Your job is to write out each record precisely as it stands.

======

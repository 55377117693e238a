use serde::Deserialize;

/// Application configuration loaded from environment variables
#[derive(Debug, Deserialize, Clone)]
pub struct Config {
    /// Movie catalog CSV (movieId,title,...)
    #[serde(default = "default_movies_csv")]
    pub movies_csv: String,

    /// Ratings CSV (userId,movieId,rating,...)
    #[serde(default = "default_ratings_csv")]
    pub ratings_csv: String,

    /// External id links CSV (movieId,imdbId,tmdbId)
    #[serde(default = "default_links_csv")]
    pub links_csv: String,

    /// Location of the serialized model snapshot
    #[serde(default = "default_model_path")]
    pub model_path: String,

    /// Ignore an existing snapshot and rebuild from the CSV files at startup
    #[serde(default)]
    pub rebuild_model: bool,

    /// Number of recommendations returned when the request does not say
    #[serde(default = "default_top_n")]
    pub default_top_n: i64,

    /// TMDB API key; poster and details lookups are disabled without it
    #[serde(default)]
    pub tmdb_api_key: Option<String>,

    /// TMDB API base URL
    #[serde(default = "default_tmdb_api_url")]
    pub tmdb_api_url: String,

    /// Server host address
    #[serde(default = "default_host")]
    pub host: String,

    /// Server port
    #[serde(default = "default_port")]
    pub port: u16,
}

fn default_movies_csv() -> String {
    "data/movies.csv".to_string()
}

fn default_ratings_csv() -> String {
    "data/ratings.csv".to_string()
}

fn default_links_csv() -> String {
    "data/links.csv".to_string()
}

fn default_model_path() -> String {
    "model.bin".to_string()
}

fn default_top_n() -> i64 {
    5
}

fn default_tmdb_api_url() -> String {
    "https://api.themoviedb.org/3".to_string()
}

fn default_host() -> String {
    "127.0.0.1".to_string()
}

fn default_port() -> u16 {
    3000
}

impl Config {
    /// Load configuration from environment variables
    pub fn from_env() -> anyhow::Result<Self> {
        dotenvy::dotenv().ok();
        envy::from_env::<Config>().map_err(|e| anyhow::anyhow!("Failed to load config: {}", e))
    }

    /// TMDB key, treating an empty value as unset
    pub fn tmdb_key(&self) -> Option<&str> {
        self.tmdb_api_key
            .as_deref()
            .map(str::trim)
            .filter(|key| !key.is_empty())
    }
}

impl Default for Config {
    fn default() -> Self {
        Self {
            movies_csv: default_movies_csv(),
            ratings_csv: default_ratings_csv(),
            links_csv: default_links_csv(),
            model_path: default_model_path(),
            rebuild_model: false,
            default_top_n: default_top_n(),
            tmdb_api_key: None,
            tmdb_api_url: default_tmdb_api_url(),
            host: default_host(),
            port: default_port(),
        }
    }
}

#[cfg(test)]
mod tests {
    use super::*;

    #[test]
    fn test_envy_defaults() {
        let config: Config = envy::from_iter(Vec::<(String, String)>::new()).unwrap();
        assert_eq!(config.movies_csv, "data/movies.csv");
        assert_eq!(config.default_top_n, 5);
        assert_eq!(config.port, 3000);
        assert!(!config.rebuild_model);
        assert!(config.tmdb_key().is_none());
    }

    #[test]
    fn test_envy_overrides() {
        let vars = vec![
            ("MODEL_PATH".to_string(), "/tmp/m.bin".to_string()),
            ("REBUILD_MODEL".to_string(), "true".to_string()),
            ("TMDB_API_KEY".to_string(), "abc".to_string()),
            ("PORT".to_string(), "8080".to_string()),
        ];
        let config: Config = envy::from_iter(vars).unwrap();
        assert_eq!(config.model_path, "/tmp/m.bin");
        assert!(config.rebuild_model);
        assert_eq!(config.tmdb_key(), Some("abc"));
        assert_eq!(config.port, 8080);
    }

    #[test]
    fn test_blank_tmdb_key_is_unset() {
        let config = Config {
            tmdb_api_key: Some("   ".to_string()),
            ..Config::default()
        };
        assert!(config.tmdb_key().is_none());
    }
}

======

TASK ANSWER:
repository 55377117693e238a
use serde::Deserialize;

/// Application configuration loaded from environment variables
#[derive(Debug, Deserialize, Clone)]
pub struct Config {
    /// Movie catalog CSV (movieId,title,...)
    #[serde(default = "default_movies_csv")]
    pub movies_csv: String,

    /// Ratings CSV (userId,movieId,rating,...)
    #[serde(default = "default_ratings_csv")]
    pub ratings_csv: String,

    /// External id links CSV (movieId,imdbId,tmdbId)
    #[serde(default = "default_links_csv")]
    pub links_csv: String,

    /// Location of the serialized model snapshot
    #[serde(default = "default_model_path")]
    pub model_path: String,

    /// Ignore an existing snapshot and rebuild from the CSV files at startup
    #[serde(default)]
    pub rebuild_model: bool,

    /// Number of recommendations returned when the request does not say
    #[serde(default = "default_top_n")]
    pub default_top_n: i64,

    /// TMDB API key; poster and details lookups are disabled without it
    #[serde(default)]
    pub tmdb_api_key: Option<String>,

    /// TMDB API base URL
    #[serde(default = "default_tmdb_api_url")]
    pub tmdb_api_url: String,

    /// Server host address
    #[serde(default = "default_host")]
    pub host: String,

    /// Server port
    #[serde(default = "default_port")]
    pub port: u16,
}

fn default_movies_csv() -> String {
    "data/movies.csv".to_string()
}

fn default_ratings_csv() -> String {
    "data/ratings.csv".to_string()
}

fn default_links_csv() -> String {
    "data/links.csv".to_string()
}

fn default_model_path() -> String {
    "model.bin".to_string()
}

fn default_top_n() -> i64 {
    5
}

fn default_tmdb_api_url() -> String {
    "https://api.themoviedb.org/3".to_string()
}

fn default_host() -> String {
    "127.0.0.1".to_string()
}

fn default_port() -> u16 {
    3000
}

impl Config {
    /// Load configuration from environment variables
    pub fn from_env() -> anyhow::Result<Self> {
        dotenvy::dotenv().ok();
        envy::from_env::<Config>().map_err(|e| anyhow::anyhow!("Failed to load config: {}", e))
    }

    /// TMDB key, treating an empty value as unset
    pub fn tmdb_key(&self) -> Option<&str> {
        self.tmdb_api_key
            .as_deref()
            .map(str::trim)
            .filter(|key| !key.is_empty())
    }
}

impl Default for Config {
    fn default() -> Self {
        Self {
            movies_csv: default_movies_csv(),
            ratings_csv: default_ratings_csv(),
            links_csv: default_links_csv(),
            model_path: default_model_path(),
            rebuild_model: false,
            default_top_n: default_top_n(),
            tmdb_api_key: None,
            tmdb_api_url: default_tmdb_api_url(),
            host: default_host(),
            port: default_port(),
        }
    }
}

#[cfg(test)]
mod tests {
    use super::*;

    #[test]
    fn test_envy_defaults() {
        let config: Config = envy::from_iter(Vec::<(String, String)>::new()).unwrap();
        assert_eq!(config.movies_csv, "data/movies.csv");
        assert_eq!(config.default_top_n, 5);
        assert_eq!(config.port, 3000);
        assert!(!config.rebuild_model);
        assert!(config.tmdb_key().is_none());
    }

    #[test]
    fn test_envy_overrides() {
        let vars = vec![
            ("MODEL_PATH".to_string(), "/tmp/m.bin".to_string()),
            ("REBUILD_MODEL".to_string(), "true".to_string()),
            ("TMDB_API_KEY".to_string(), "abc".to_string()),
            ("PORT".to_string(), "8080".to_string()),
        ];
        let config: Config = envy::from_iter(vars).unwrap();
        assert_eq!(config.model_path, "/tmp/m.bin");
        assert!(config.rebuild_model);
        assert_eq!(config.tmdb_key(), Some("abc"));
        assert_eq!(config.port, 8080);
    }

    #[test]
    fn test_blank_tmdb_key_is_unset() {
        let config = Config {
            tmdb_api_key: Some("   ".to_string()),
            ..Config::default()
        };
        assert!(config.tmdb_key().is_none());
    }
}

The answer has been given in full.